Directions for this task
Output the entries below exactly, from the first line to the line holding "2025 Fitlog Contributors", both included.

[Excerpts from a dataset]
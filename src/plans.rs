// ABOUTME: Two-step plan generation: structured plan object, then a
// ABOUTME: conversational rendering, with cardinality enforcement between them
//
// SPDX-License-Identifier: MIT OR Apache-2.0
// Copyright (c) 2025 Fitlog Contributors

//! # Plan Generator
//!
//! Two strictly sequential LLM calls: the first produces a structured
//! [`GeneratedPlan`] in JSON mode and is re-validated in code (schedule of at
//! least three days, at least one key point and one tip); the second renders
//! it conversationally. A structured-call failure aborts the whole step; a
//! rendering failure keeps the plan and substitutes a degraded summary line.

use std::sync::Arc;

use chrono::{DateTime, Utc};

use crate::database::NewPlan;
use crate::errors::{AppError, AppResult};
use crate::llm::{ChatMessage, ChatRequest, LlmProvider};
use crate::models::{GeneratedPlan, PlanRequest};

/// Word budget communicated to the rendering call
const RENDERING_WORD_LIMIT: u32 = 180;

/// Result of one plan-generation run
#[derive(Debug, Clone)]
pub struct PlanOutcome {
    /// Validated structured plan
    pub plan: GeneratedPlan,
    /// Conversational rendering, or the degraded line when rendering failed
    pub response: String,
    /// True when the rendering call failed and the response is degraded
    pub degraded: bool,
}

impl PlanOutcome {
    /// Convert to a storage payload with the given generation time
    ///
    /// # Errors
    ///
    /// Returns an internal error if the plan cannot be serialized.
    pub fn to_new_plan(&self, generated_at: DateTime<Utc>) -> AppResult<NewPlan> {
        let content = serde_json::to_value(&self.plan)
            .map_err(|e| AppError::internal(format!("Failed to serialize plan: {e}")))?;
        Ok(NewPlan {
            plan_type: self.plan.plan_type,
            title: self.plan.title.clone(),
            focus: self.plan.focus.clone(),
            summary: Some(self.plan.summary.clone()),
            content,
            generated_at: Some(generated_at),
        })
    }
}

/// Plan generator over an injected LLM provider
pub struct PlanGenerator {
    llm: Arc<dyn LlmProvider>,
}

impl PlanGenerator {
    /// Create a generator
    #[must_use]
    pub fn new(llm: Arc<dyn LlmProvider>) -> Self {
        Self { llm }
    }

    /// Generate a plan and its conversational rendering
    ///
    /// # Errors
    ///
    /// Returns an upstream error when the structured call fails or the plan
    /// violates the minimum-cardinality constraints. Rendering failures do
    /// not error; they degrade the response instead.
    pub async fn generate(
        &self,
        request: &PlanRequest,
        display_name: Option<&str>,
        context: Option<&str>,
        now: DateTime<Utc>,
    ) -> AppResult<PlanOutcome> {
        let plan = self
            .generate_structured(request, display_name, context, now)
            .await?;
        plan.validate()?;

        match self.render(&plan).await {
            Ok(response) => Ok(PlanOutcome {
                plan,
                response,
                degraded: false,
            }),
            Err(error) => {
                tracing::warn!("plan rendering failed, returning degraded summary: {error}");
                let response = Self::degraded_response(&plan);
                Ok(PlanOutcome {
                    plan,
                    response,
                    degraded: true,
                })
            }
        }
    }

    async fn generate_structured(
        &self,
        request: &PlanRequest,
        display_name: Option<&str>,
        context: Option<&str>,
        now: DateTime<Utc>,
    ) -> AppResult<GeneratedPlan> {
        let system = format!(
            "You are an AI fitness coach creating concise, motivating plans that are safe \
             for a healthy adult. Keep intensity descriptors moderate unless the user \
             explicitly trains advanced. Today's date is {}. \
             Respond with a JSON object with fields: plan_type (\"workout\" or \"diet\"), \
             title, focus, summary, schedule (array of objects with day, headline, \
             details; at least three entries), key_points (array of strings), tips \
             (array of strings).",
            now.format("%Y-%m-%d"),
        );

        let focus_clause = request
            .focus
            .as_deref()
            .map(|f| format!(" focused on {f}"))
            .unwrap_or_default();
        let mut user = format!(
            "Create a {} plan{} lasting {} weeks for {}. Deliver a structured response \
             with schedule entries per day.",
            request.plan_type.as_str(),
            focus_clause,
            request.duration_weeks.unwrap_or(1),
            display_name.unwrap_or("the user"),
        );
        if let Some(context) = context {
            user.push_str("\n\nRecent history:\n");
            user.push_str(context);
        }

        let chat = ChatRequest::new(vec![ChatMessage::system(system), ChatMessage::user(user)])
            .with_json_mode();
        let response = self.llm.complete(&chat).await?;

        let plan: GeneratedPlan = serde_json::from_str(&response.content).map_err(|e| {
            AppError::external_service("llm", format!("structured plan is not valid: {e}"))
        })?;

        if plan.plan_type != request.plan_type {
            return Err(AppError::external_service(
                "llm",
                format!(
                    "requested a {} plan but received {}",
                    request.plan_type.as_str(),
                    plan.plan_type.as_str()
                ),
            ));
        }

        Ok(plan)
    }

    async fn render(&self, plan: &GeneratedPlan) -> AppResult<String> {
        let system = format!(
            "Summarize the provided fitness plan conversationally in under \
             {RENDERING_WORD_LIMIT} words. Include a short headline, and invite the user \
             to confirm or ask for changes."
        );
        let content = serde_json::to_string(plan)
            .map_err(|e| AppError::internal(format!("Failed to serialize plan: {e}")))?;

        let chat = ChatRequest::new(vec![ChatMessage::system(system), ChatMessage::user(content)]);
        let response = self.llm.complete(&chat).await?;
        Ok(response.content)
    }

    fn degraded_response(plan: &GeneratedPlan) -> String {
        format!(
            "Your {} plan \"{}\" is ready and saved. I couldn't produce the usual summary, \
             so check the plan itself for the full schedule.",
            plan.plan_type.as_str(),
            plan.title,
        )
    }
}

Solution below
filename src/plans.rs
// ABOUTME: Two-step plan generation: structured plan object, then a
// ABOUTME: conversational rendering, with cardinality enforcement between them
//
// SPDX-License-Identifier: MIT OR Apache-2.0
// Copyright (c) 2025 Fitlog Contributors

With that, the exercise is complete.